Robotic vs Laparoscopic Ventral Hernia Repair with Intraperitoneal Mesh: 1-Year Exploratory Outcomes of the PROVE-IT Randomized Clinical Trial

Abstract

Background: Laparoscopic and robotic ventral hernia repair with intraperitoneal mesh have been demonstrated previously to have comparable 30-day outcomes in the PROVE-IT randomized clinical trial. Here we report our 1-year follow-up of enrolled patients to examine exploratory outcomes.

Study design: All patients enrolled in a previously published, registry-based, randomized trial investigating laparoscopic vs robotic ventral hernia repair with intraperitoneal mesh were reviewed. Several exploratory secondary outcomes were assessed: pain intensity (Patient-Reported Outcomes Measurement Information System [PROMIS 3a]), hernia-specific quality of life (Hernia-Specific Quality of Life Survey [HerQLes]), composite hernia recurrence, and reoperations.

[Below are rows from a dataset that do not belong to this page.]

//! Local tree operations
//!
//! [`LocalTree`] is the engine's handle on the synchronized folder: it maps
//! [`RelativePath`]s to absolute paths, stats and hashes files, walks the tree
//! for the initial index, and applies remote folder/delete/rename changes.
//!
//! ## Design Decisions
//!
//! - **Partial downloads**: content is streamed to `<target>.syncbox-partial`
//!   and renamed into place, so a crash never leaves a torn file. Partial
//!   files are invisible to the walker and the monitor.
//! - **SHA-256**: content hashes are lowercase hex SHA-256, computed in
//!   fixed-size chunks so large files are never held in memory.
//! - **Exclusions**: the index database (and its `-wal`/`-shm` siblings) may
//!   live inside the root; excluded prefixes are skipped everywhere.

use std::path::{Path, PathBuf};

use chrono::{DateTime, Utc};
use sha2::{Digest, Sha256};
use syncbox_core::domain::{ContentHash, RelativePath};
use tokio::io::AsyncReadExt;
use tracing::{debug, instrument};

use crate::FsError;

pub use syncbox_core::ports::{partial_path, PARTIAL_SUFFIX};

const HASH_CHUNK: usize = 64 * 1024;

/// Lowercase hex SHA-256 of a file's content
#[instrument(level = "debug")]
pub async fn hash_file(path: &Path) -> Result<ContentHash, FsError> {
    let mut file = tokio::fs::File::open(path)
        .await
        .map_err(|e| FsError::from_io(path, e))?;
    let mut hasher = Sha256::new();
    let mut buf = vec![0u8; HASH_CHUNK];
    loop {
        let n = file.read(&mut buf).await?;
        if n == 0 {
            break;
        }
        hasher.update(&buf[..n]);
    }
    let hex = format!("{:x}", hasher.finalize());
    Ok(ContentHash::new(hex)?)
}

// ============================================================================
// LocalTree
// ============================================================================

/// What the file system says about one path
#[derive(Debug, Clone, PartialEq, Eq)]
pub struct LocalState {
    pub is_folder: bool,
    pub size: u64,
    pub modified: DateTime<Utc>,
}

/// One item found by [`LocalTree::walk`]
#[derive(Debug, Clone, PartialEq, Eq)]
pub struct LocalEntry {
    pub path: RelativePath,
    pub state: LocalState,
}

/// The synchronized folder on disk
#[derive(Debug, Clone)]
pub struct LocalTree {
    root: PathBuf,
    excluded: Vec<PathBuf>,
}

impl LocalTree {
    #[must_use]
    pub fn new(root: impl Into<PathBuf>) -> Self {
        Self {
            root: root.into(),
            excluded: Vec::new(),
        }
    }

    /// Never report or touch paths starting with `prefix`
    #[must_use]
    pub fn with_excluded(mut self, prefix: impl Into<PathBuf>) -> Self {
        self.excluded.push(prefix.into());
        self
    }

    pub fn root(&self) -> &Path {
        &self.root
    }

    pub fn absolute(&self, path: &RelativePath) -> PathBuf {
        path.to_local(&self.root)
    }

    /// True for partial downloads and excluded prefixes
    pub fn is_ignored(&self, path: &Path) -> bool {
        if path
            .file_name()
            .map(|n| n.to_string_lossy().ends_with(PARTIAL_SUFFIX))
            .unwrap_or(false)
        {
            return true;
        }
        let raw = path.to_string_lossy();
        self.excluded
            .iter()
            .any(|prefix| raw.starts_with(prefix.to_string_lossy().as_ref()))
    }

    /// Relative form of an absolute path, `None` if ignored or outside the root
    pub fn relative(&self, path: &Path) -> Option<RelativePath> {
        if self.is_ignored(path) {
            return None;
        }
        RelativePath::from_local(&self.root, path).ok()
    }

    /// Stat a path; `None` if it does not exist
    pub async fn stat(&self, path: &RelativePath) -> Result<Option<LocalState>, FsError> {
        stat_absolute(&self.absolute(path)).await
    }

    pub async fn hash(&self, path: &RelativePath) -> Result<ContentHash, FsError> {
        hash_file(&self.absolute(path)).await
    }

    #[instrument(skip(self), fields(path = %path))]
    pub async fn create_dir(&self, path: &RelativePath) -> Result<(), FsError> {
        let target = self.absolute(path);
        tokio::fs::create_dir_all(&target)
            .await
            .map_err(|e| FsError::from_io(&target, e))?;
        debug!("directory created");
        Ok(())
    }

    /// Remove a file or a whole folder; a missing path is already removed
    #[instrument(skip(self), fields(path = %path))]
    pub async fn remove(&self, path: &RelativePath) -> Result<(), FsError> {
        let target = self.absolute(path);
        let metadata = match tokio::fs::symlink_metadata(&target).await {
            Ok(m) => m,
            Err(e) if e.kind() == std::io::ErrorKind::NotFound => {
                debug!("already absent");
                return Ok(());
            }
            Err(e) => return Err(FsError::from_io(&target, e)),
        };

        let result = if metadata.is_dir() {
            tokio::fs::remove_dir_all(&target).await
        } else {
            tokio::fs::remove_file(&target).await
        };
        match result {
            Ok(()) => {
                debug!(is_folder = metadata.is_dir(), "removed");
                Ok(())
            }
            Err(e) if e.kind() == std::io::ErrorKind::NotFound => Ok(()),
            Err(e) => Err(FsError::from_io(&target, e)),
        }
    }

    /// Move `from` to `to`, creating the destination's parent
    #[instrument(skip(self), fields(from = %from, to = %to))]
    pub async fn rename(&self, from: &RelativePath, to: &RelativePath) -> Result<(), FsError> {
        let source = self.absolute(from);
        let target = self.absolute(to);
        if let Some(parent) = target.parent() {
            tokio::fs::create_dir_all(parent)
                .await
                .map_err(|e| FsError::from_io(parent, e))?;
        }
        tokio::fs::rename(&source, &target)
            .await
            .map_err(|e| FsError::from_io(&source, e))?;
        debug!("renamed");
        Ok(())
    }

    /// Every file and folder below the root, sorted by path
    #[instrument(skip(self), fields(root = %self.root.display()))]
    pub async fn walk(&self) -> Result<Vec<LocalEntry>, FsError> {
        let mut found = Vec::new();
        let mut pending = vec![self.root.clone()];

        while let Some(dir) = pending.pop() {
            let mut entries = tokio::fs::read_dir(&dir)
                .await
                .map_err(|e| FsError::from_io(&dir, e))?;
            while let Some(entry) = entries.next_entry().await? {
                let abs = entry.path();
                let Some(path) = self.relative(&abs) else {
                    continue;
                };
                let file_type = entry.file_type().await?;
                if file_type.is_symlink() {
                    debug!(path = %path, "skipping symlink");
                    continue;
                }
                // Vanished between listing and stat
                let Some(state) = stat_absolute(&abs).await? else {
                    continue;
                };
                if state.is_folder {
                    pending.push(abs);
                }
                found.push(LocalEntry { path, state });
            }
        }

        found.sort_by(|a, b| a.path.cmp(&b.path));
        debug!(entries = found.len(), "walk complete");
        Ok(found)
    }
}

async fn stat_absolute(path: &Path) -> Result<Option<LocalState>, FsError> {
    let metadata = match tokio::fs::metadata(path).await {
        Ok(m) => m,
        Err(e) if e.kind() == std::io::ErrorKind::NotFound => return Ok(None),
        Err(e) => return Err(FsError::from_io(path, e)),
    };
    let modified = metadata
        .modified()
        .map(DateTime::<Utc>::from)
        .unwrap_or_else(|_| Utc::now());
    Ok(Some(LocalState {
        is_folder: metadata.is_dir(),
        size: if metadata.is_dir() { 0 } else { metadata.len() },
        modified,
    }))
}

Results: A total of 95% (71 of 75) follow-up was achieved: 33 laparoscopic repairs and 38 robotic repairs. Median follow-up time was 12 months [interquartile range 10 to 12 months]. Following regression analysis adjusting for baseline scores, there was no difference in postoperative pain intensity at 1 year (p = 0.94). However, HerQLes scores increased by 12.0 more points following robotic repairs compared to laparoscopic counterparts (95% CI 1.3 to 22.7, p = 0.03). Composite hernia recurrence was 6% (2 of 33) for the laparoscopic cohort and 24% (9 of 38) for the robotic group (p = 0.04). There was no difference in rates of reoperation (p = 0.61).

Conclusions: Our exploratory analyses have identified potential differences in quality of life and recurrence, favoring the robotic and laparoscopic approaches, respectively. These findings warrant further study with larger patient cohorts to verify their potential significance.

Trial registration: ClinicalTrials.gov NCT03283982.